A wrongful death lawyer Phoenix, AZ trusts should be consulted following injuries or a fatality caused by a negligent or drunk driver, a free consultation should be provided, there should be no fees unless a settlement is obtained.

Thanks to the Law Office of Paul Englander, PLC for their insight into personal injury claims and DUI accidents.

February 12, 2019

Will An Expert Witness Be Needed for My Truck Accident Case?

Truck Accident Lawyer

Have you recently been injured in a trucking accident? Are your medical conditions life long or even serious? Are you not expected to make a full recovery? Hearing this news can be devastating, especially when the accident that caused your injuries was at the hands of a negligent truck driver. Accessing a truck accident attorneys services can help victims to manage the legal process that lies ahead. In some cases, an attorney may even recommend the services of an expert witness to help strengthen the accident victim’s case.

The Expert Witness

Expert witnesses can be incredibly beneficial for accident victims who have been faced with damages in the wake of a trucking accident. An expert witness can be especially helpful in situations where the defendant’s attorneys are disputing the claim. An expert witness can help to prove that the person responsible breached their duty of care. They will additionally work to outline the extent of a victim’s damages and injuries. With the testimony of an expert witness, accident victims stand to obtain a maximized settlement in their favor.

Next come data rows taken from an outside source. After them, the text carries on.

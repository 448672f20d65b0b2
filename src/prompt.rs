use std::fmt;
use std::str::FromStr;

use serde::{Deserialize, Serialize};

use crate::error::AppError;
use crate::news::NormalizedContext;
use crate::topic::REFUSAL_MESSAGE;

/// Fixed prompt layouts, chosen once per deployment.
#[derive(Debug, Clone, Copy, PartialEq, Eq, Serialize, Deserialize)]
#[serde(rename_all = "kebab-case")]
pub enum TemplateKind {
    /// The question, then the news context.
    Plain,
    /// Answer only from the supplied context, refuse otherwise.
    StrictContextOnly,
    /// Tech/AI assistant persona with the refusal text baked in.
    TechGated,
    /// Tells the model it is one of three answering side by side.
    MultiModelDisclosure,
}

impl FromStr for TemplateKind {
    type Err = AppError;

    fn from_str(s: &str) -> Result<Self, Self::Err> {
        match s.trim().to_ascii_lowercase().replace('_', "-").as_str() {
            "plain" => Ok(TemplateKind::Plain),
            "strict" | "strict-context-only" => Ok(TemplateKind::StrictContextOnly),
            "tech-gated" | "tech" => Ok(TemplateKind::TechGated),
            "multi-model" | "multi-model-disclosure" => Ok(TemplateKind::MultiModelDisclosure),
            other => Err(AppError::ConfigError(format!("Invalid prompt template: {}", other))),
        }
    }
}

impl fmt::Display for TemplateKind {
    fn fmt(&self, f: &mut fmt::Formatter<'_>) -> fmt::Result {
        let name = match self {
            TemplateKind::Plain => "plain",
            TemplateKind::StrictContextOnly => "strict",
            TemplateKind::TechGated => "tech-gated",
            TemplateKind::MultiModelDisclosure => "multi-model",
        };
        f.write_str(name)
    }
}

#[derive(Debug, Clone, PartialEq, Eq)]
pub struct Prompt {
    pub text: String,
}

pub fn compose(question: &str, context: &NormalizedContext, template: TemplateKind) -> Prompt {
    let news = context.formatted_text();
    let text = match template {
        TemplateKind::Plain => plain(question, news),
        TemplateKind::StrictContextOnly => strict_context_only(question, news),
        TemplateKind::TechGated => tech_gated(question, news),
        TemplateKind::MultiModelDisclosure => multi_model_disclosure(question, news),
    };
    Prompt { text }
}

fn plain(question: &str, news: &str) -> String {
    let mut result = String::with_capacity(question.len() + news.len() + 80);
    result.push_str(question);
    result.push_str("\n\nNews context (may be useful for time-sensitive questions):\n");
    result.push_str(news);
    result
}

fn strict_context_only(question: &str, news: &str) -> String {
    format!(
        "Answer the question using ONLY the news context below.\n\
         Rules:\n\
         1. Do not rely on prior knowledge for anything time-sensitive.\n\
         2. If the context does not contain the answer, say that you do not have current information about it.\n\
         3. Cite the numbered articles you used.\n\n\
         News context:\n{}\n\n\
         Question: {}",
        news, question
    )
}

fn tech_gated(question: &str, news: &str) -> String {
    format!(
        "You are a Tech/AI news assistant. You only discuss technology, AI, software, hardware and the tech industry.\n\
         If the question is not about technology, reply with exactly: \"{}\"\n\
         Prefer the news context below for anything recent and mention the date when it matters.\n\n\
         News context:\n{}\n\n\
         Question: {}",
        REFUSAL_MESSAGE, news, question
    )
}

fn multi_model_disclosure(question: &str, news: &str) -> String {
    format!(
        "You are one of three AI models answering the same question side by side; the user will compare the answers.\n\
         Be accurate and concise, and say so plainly when you are unsure or your information may be outdated.\n\n\
         News context:\n{}\n\n\
         Question: {}",
        news, question
    )
}
pub mod models;
pub mod response;
pub mod routes;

The Cost of an Expert Witness

Expert witnesses can be critical to proving your case and ultimately, obtaining the settlement you may be entitled to. It’s important to be aware of the cost associated with utilizing their services. Expert witnesses can be expensive. Be sure to speak with your attorney when considering the testimony of an expert witness. You will want to make sure that their services are something that you will be able to afford in the end. In some cases, attorneys may choose to utilize the services of their own physician to attest to injuries. In some cases, this may be an option to not only help support the case but to also cut costs. This is because sometimes, utilizing a “hybrid witness” can be more cost effective and time saving. Hybrid witnesses often do not need to be brought up to speed regarding the case.

Types of Expert Witnesses

In cases involving trucking accidents, chances are the injuries a victim has experienced can be not only damaging but, lifelong. As a result, obtaining an expert witness may work to your ability should you choose to take legal action. A truck accident attorney will be helpful in guiding you through the legal process and whether your case will require expert witnesses testimony to support your claim. Some of the most common types of expert witnesses include:

  • Forensic
  • Medical
  • Vocational
  • Financial
  • Mental Health

Once a truck accident attorney begins working your case, they will begin to piece together their legal strategy for your case. As a result, they may recommend using the testimony of an expert witness to help strengthen a victim’s claim.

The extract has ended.